NYT Magazine: “…Skoopf is strictly an ‘in world’ brand, not a carry-over from ‘RL’ (real life). It was founded by Lancaster’s virtual-world avatar, Moopf Murray, a Second Life resident since January 2004. One of Lancaster-Murray’s products is the Skoopf Ultra Roller Skate, available in-world for about 50 Linden dollars. (That’s the Second Life currency; one U.S. dollar is worth about 250 Lindens.) Lancaster says he has sold about 50,000 pairs.”

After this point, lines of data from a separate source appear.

use crate::prelude::HashMap;
use crate::{MapError, Result};
use nalgebra::Matrix3;

/// Opaque id of a texture owned by a [`GpuContext`]
#[derive(Debug, Clone, Copy, PartialEq, Eq, Hash, PartialOrd, Ord)]
pub struct TextureHandle(u64);

impl TextureHandle {
    pub fn new(id: u64) -> Self {
        Self(id)
    }

    pub fn id(&self) -> u64 {
        self.0
    }
}

/// Pixel rectangle of the drawing surface
#[derive(Debug, Clone, Copy, PartialEq, Eq)]
pub struct ViewportRect {
    pub x: u32,
    pub y: u32,
    pub width: u32,
    pub height: u32,
}

impl ViewportRect {
    pub fn full(size: (u32, u32)) -> Self {
        Self {
            x: 0,
            y: 0,
            width: size.0,
            height: size.1,
        }
    }
}

/// The drawing surface and texture store of the render thread.
///
/// Passed explicitly to whatever needs the GPU. Only the render thread holds one.
pub trait GpuContext {
    /// Uploads a tightly packed RGBA8 image
    fn create_texture(&mut self, width: u32, height: u32, rgba: &[u8]) -> Result<TextureHandle>;

    /// Frees a texture. Unknown handles are ignored.
    fn destroy_texture(&mut self, handle: TextureHandle);

    /// Draws a texture on the unit quad `(0,0)..(1,1)` mapped to screen pixels by `transform`.
    /// Texture row 0 sits at quad y = 0.
    fn draw_textured_quad(&mut self, handle: TextureHandle, transform: &Matrix3<f64>);

    fn set_viewport(&mut self, viewport: ViewportRect);

    /// Restores the full-surface viewport
    fn reset_viewport(&mut self);

    fn surface_size(&self) -> (u32, u32);
}

/// Commands captured by [`RecordingContext`]
#[derive(Debug, Clone, PartialEq)]
pub enum DrawCommand {
    Viewport(ViewportRect),
    ResetViewport,
    Quad {
        handle: TextureHandle,
        transform: Matrix3<f64>,
    },
}

/// Headless [`GpuContext`] that keeps textures in memory and records draws.
///
/// Used by tests and the headless driver. Draws against handles it does not
/// hold are counted in [`RecordingContext::invalid_draws`].
#[derive(Debug, Default)]
pub struct RecordingContext {
    width: u32,
    height: u32,
    next_id: u64,
    textures: HashMap<TextureHandle, (u32, u32)>,
    commands: Vec<DrawCommand>,
    created: usize,
    destroyed: usize,
    invalid_draws: usize,
    /// Creation fails once this many textures are live
    texture_limit: Option<usize>,
    fail_next: usize,
}

impl RecordingContext {
    pub fn new(width: u32, height: u32) -> Self {
        Self {
            width,
            height,
            next_id: 1,
            ..Self::default()
        }
    }

    /// Caps the number of live textures; creations beyond it fail
    pub fn with_texture_limit(mut self, limit: usize) -> Self {
        self.texture_limit = Some(limit);
        self
    }

    /// Makes the next `count` texture creations fail
    pub fn fail_next_creates(&mut self, count: usize) {
        self.fail_next = count;
    }

    pub fn resize(&mut self, width: u32, height: u32) {
        self.width = width;
        self.height = height;
    }

    /// Clears the recorded commands
    pub fn begin_frame(&mut self) {
        self.commands.clear();
    }

    pub fn commands(&self) -> &[DrawCommand] {
        &self.commands
    }

    pub fn quads(&self) -> impl Iterator<Item = (TextureHandle, &Matrix3<f64>)> + '_ {
        self.commands.iter().filter_map(|command| match command {
            DrawCommand::Quad { handle, transform } => Some((*handle, transform)),
            _ => None,
        })
    }

    pub fn quad_count(&self) -> usize {
        self.quads().count()
    }

    pub fn is_live(&self, handle: TextureHandle) -> bool {
        self.textures.contains_key(&handle)
    }

    pub fn live_textures(&self) -> usize {
        self.textures.len()
    }

    pub fn texture_size(&self, handle: TextureHandle) -> Option<(u32, u32)> {
        self.textures.get(&handle).copied()
    }

    pub fn created(&self) -> usize {
        self.created
    }

    pub fn destroyed(&self) -> usize {
        self.destroyed
    }

    pub fn invalid_draws(&self) -> usize {
        self.invalid_draws
    }
}

impl GpuContext for RecordingContext {
    fn create_texture(&mut self, width: u32, height: u32, rgba: &[u8]) -> Result<TextureHandle> {
        if self.fail_next > 0 {
            self.fail_next -= 1;
            return Err(MapError::Render("texture creation failed".into()));
        }
        if width == 0 || height == 0 || rgba.len() != (width as usize) * (height as usize) * 4 {
            return Err(MapError::Render(format!(
                "{} bytes do not describe a {}x{} RGBA image",
                rgba.len(),
                width,
                height
            )));
        }
        if let Some(limit) = self.texture_limit {
            if self.textures.len() >= limit {
                return Err(MapError::Render(format!("texture limit {limit} reached")));
            }
        }

        let handle = TextureHandle::new(self.next_id.max(1));
        self.next_id = handle.id() + 1;
        self.textures.insert(handle, (width, height));
        self.created += 1;
        Ok(handle)
    }

    fn destroy_texture(&mut self, handle: TextureHandle) {
        if self.textures.remove(&handle).is_some() {
            self.destroyed += 1;
        }
    }

    fn draw_textured_quad(&mut self, handle: TextureHandle, transform: &Matrix3<f64>) {
        if !self.textures.contains_key(&handle) {
            self.invalid_draws += 1;
        }
        self.commands.push(DrawCommand::Quad {
            handle,
            transform: *transform,
        });
    }

    fn set_viewport(&mut self, viewport: ViewportRect) {
        self.commands.push(DrawCommand::Viewport(viewport));
    }

    fn reset_viewport(&mut self) {
        self.commands.push(DrawCommand::ResetViewport);
    }

    fn surface_size(&self) -> (u32, u32) {
        (self.width, self.height)
    }
}

#[cfg(test)]
mod tests {
    use super::*;

    #[test]
    fn test_texture_lifecycle() {
        let mut ctx = RecordingContext::new(640, 480);
        let a = ctx.create_texture(2, 2, &[0; 16]).unwrap();
        let b = ctx.create_texture(1, 1, &[0; 4]).unwrap();
        assert_ne!(a, b);
        assert_eq!(ctx.live_textures(), 2);
        assert_eq!(ctx.texture_size(a), Some((2, 2)));

        ctx.destroy_texture(a);
        ctx.destroy_texture(a);
        assert_eq!(ctx.destroyed(), 1);
        assert!(!ctx.is_live(a));
        assert!(ctx.is_live(b));
    }

    #[test]
    fn test_bad_buffer_rejected() {
        let mut ctx = RecordingContext::new(10, 10);
        assert!(ctx.create_texture(2, 2, &[0; 15]).is_err());
        assert!(ctx.create_texture(0, 2, &[]).is_err());
        assert_eq!(ctx.created(), 0);
    }

    #[test]
    fn test_injected_failures() {
        let mut ctx = RecordingContext::new(10, 10).with_texture_limit(1);
        ctx.fail_next_creates(1);
        assert!(ctx.create_texture(1, 1, &[0; 4]).is_err());
        assert!(ctx.create_texture(1, 1, &[0; 4]).is_ok());
        assert!(ctx.create_texture(1, 1, &[0; 4]).is_err());
    }

    #[test]
    fn test_draws_are_recorded() {
        let mut ctx = RecordingContext::new(100, 50);
        let tex = ctx.create_texture(1, 1, &[255; 4]).unwrap();
        ctx.set_viewport(ViewportRect::full(ctx.surface_size()));
        ctx.draw_textured_quad(tex, &Matrix3::identity());
        ctx.draw_textured_quad(TextureHandle::new(999), &Matrix3::identity());
        ctx.reset_viewport();

        assert_eq!(ctx.commands().len(), 4);
        assert_eq!(ctx.quad_count(), 2);
        assert_eq!(ctx.invalid_draws(), 1);

        ctx.begin_frame();
        assert!(ctx.commands().is_empty());
    }
}
//! Smoothing of the low-rate live position stream into per-frame positions

use crate::animation::interpolation::{Interpolatable, Interpolation};
use crate::core::geo::LatLng;
use std::time::{Duration, Instant};

/// One report from the live position feed
#[derive(Debug, Clone, Copy, PartialEq)]
pub struct LiveSample {
    pub lat: f64,
    pub lng: f64,
    pub heading_deg: f64,
    pub ground_track_deg: f64,
}

impl LiveSample {
    pub fn position(&self) -> LatLng {
        LatLng::new(self.lat, self.lng)
    }
}

/// A position fix stamped with its arrival time
#[derive(Debug, Clone, Copy, PartialEq)]
pub struct PositionSample {
    pub lat: f64,
    pub lng: f64,
    pub heading_deg: f64,
    pub timestamp: Instant,
}

impl PositionSample {
    pub fn new(lat: f64, lng: f64, heading_deg: f64, timestamp: Instant) -> Self {
        Self {
            lat,
            lng,
            heading_deg: Interpolation::normalize_heading(heading_deg),
            timestamp,
        }
    }

    pub fn from_live(live: &LiveSample, timestamp: Instant) -> Self {
        Self::new(live.lat, live.lng, live.heading_deg, timestamp)
    }

    pub fn position(&self) -> LatLng {
        LatLng::new(self.lat, self.lng)
    }
}

/// Blends the two most recent samples so the symbol moves every frame.
///
/// The displayed position trails the feed by one nominal interval: it starts at
/// the previous sample when a new one arrives and reaches it one interval later.
#[derive(Debug, Clone)]
pub struct PositionInterpolator {
    previous: Option<PositionSample>,
    current: Option<PositionSample>,
    interval: Duration,
}

impl PositionInterpolator {
    pub fn new(interval: Duration) -> Self {
        Self {
            previous: None,
            current: None,
            interval,
        }
    }

    pub fn push(&mut self, sample: PositionSample) {
        self.previous = self.current.replace(sample);
    }

    pub fn push_live(&mut self, live: &LiveSample, now: Instant) {
        self.push(PositionSample::from_live(live, now));
    }

    pub fn previous(&self) -> Option<&PositionSample> {
        self.previous.as_ref()
    }

    pub fn current(&self) -> Option<&PositionSample> {
        self.current.as_ref()
    }

    pub fn clear(&mut self) {
        self.previous = None;
        self.current = None;
    }

    /// Blend factor for `now`, in `[0, 1]`
    pub fn progress(&self, now: Instant) -> f64 {
        let Some(current) = self.current else {
            return 1.0;
        };
        if self.interval.is_zero() {
            return 1.0;
        }
        let elapsed = now.saturating_duration_since(current.timestamp);
        (elapsed.as_secs_f64() / self.interval.as_secs_f64()).clamp(0.0, 1.0)
    }

    /// Display position and heading at `now`; `None` before the first sample
    pub fn sample_at(&self, now: Instant) -> Option<PositionSample> {
        let current = self.current?;
        let Some(previous) = self.previous else {
            return Some(PositionSample { timestamp: now, ..current });
        };

        let t = self.progress(now);
        let lat = previous.lat.lerp(&current.lat, t);
        // Longitude takes the short way across the antimeridian
        let lng = LatLng::wrap_lng(
            previous.lng + Interpolation::heading_delta(previous.lng, current.lng) * t,
        );
        let heading_deg = Interpolation::heading(previous.heading_deg, current.heading_deg, t);

        Some(PositionSample {
            lat,
            lng,
            heading_deg,
            timestamp: now,
        })
    }
}

impl Default for PositionInterpolator {
    fn default() -> Self {
        Self::new(Duration::from_millis(crate::constants::POSITION_SAMPLE_INTERVAL_MS))
    }
}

Conclusions, with scare quotes.
So the cartoon “you” uses real dollars to get “dollars” to “buy” “roller skates,” all the while being observed by a “college kid” preparing a report to give to your “mom.”

And, er…
From the blog, Clickable Culture:

“…SL resident Pirate Cotton, boldly goes where I am too timid to tread. His blog post on ‘Sex and Second Life’ summarizes how doin' the humpty-hump evolved in Linden Lab's digital domain. The thing I've found funniest about Second Life's anatomically-spare avatars is that in order to engage in ‘realistic’ sex acts, one must attach the appropriate genitalia.”

Available with your good Linden credit at the genitalia “store.” Careful though. “Mom” is watching.

Conservative scandals
The GOP has known about Representative Mark Foley’s “over-friendly” e-mails to a teenage boy for a couple years. (Sample query: “is your little guy limp… or growing.”)

The Nation claims that the number two editor at the Washington Times and his wife are white supremacists.

The director of human resources at the Washington Times was arrested in a sting operation by the Metropolitan Police. He thought he was hooking up with a 13 year old girl, but when he showed up for the rendezvoux, all he met were cops.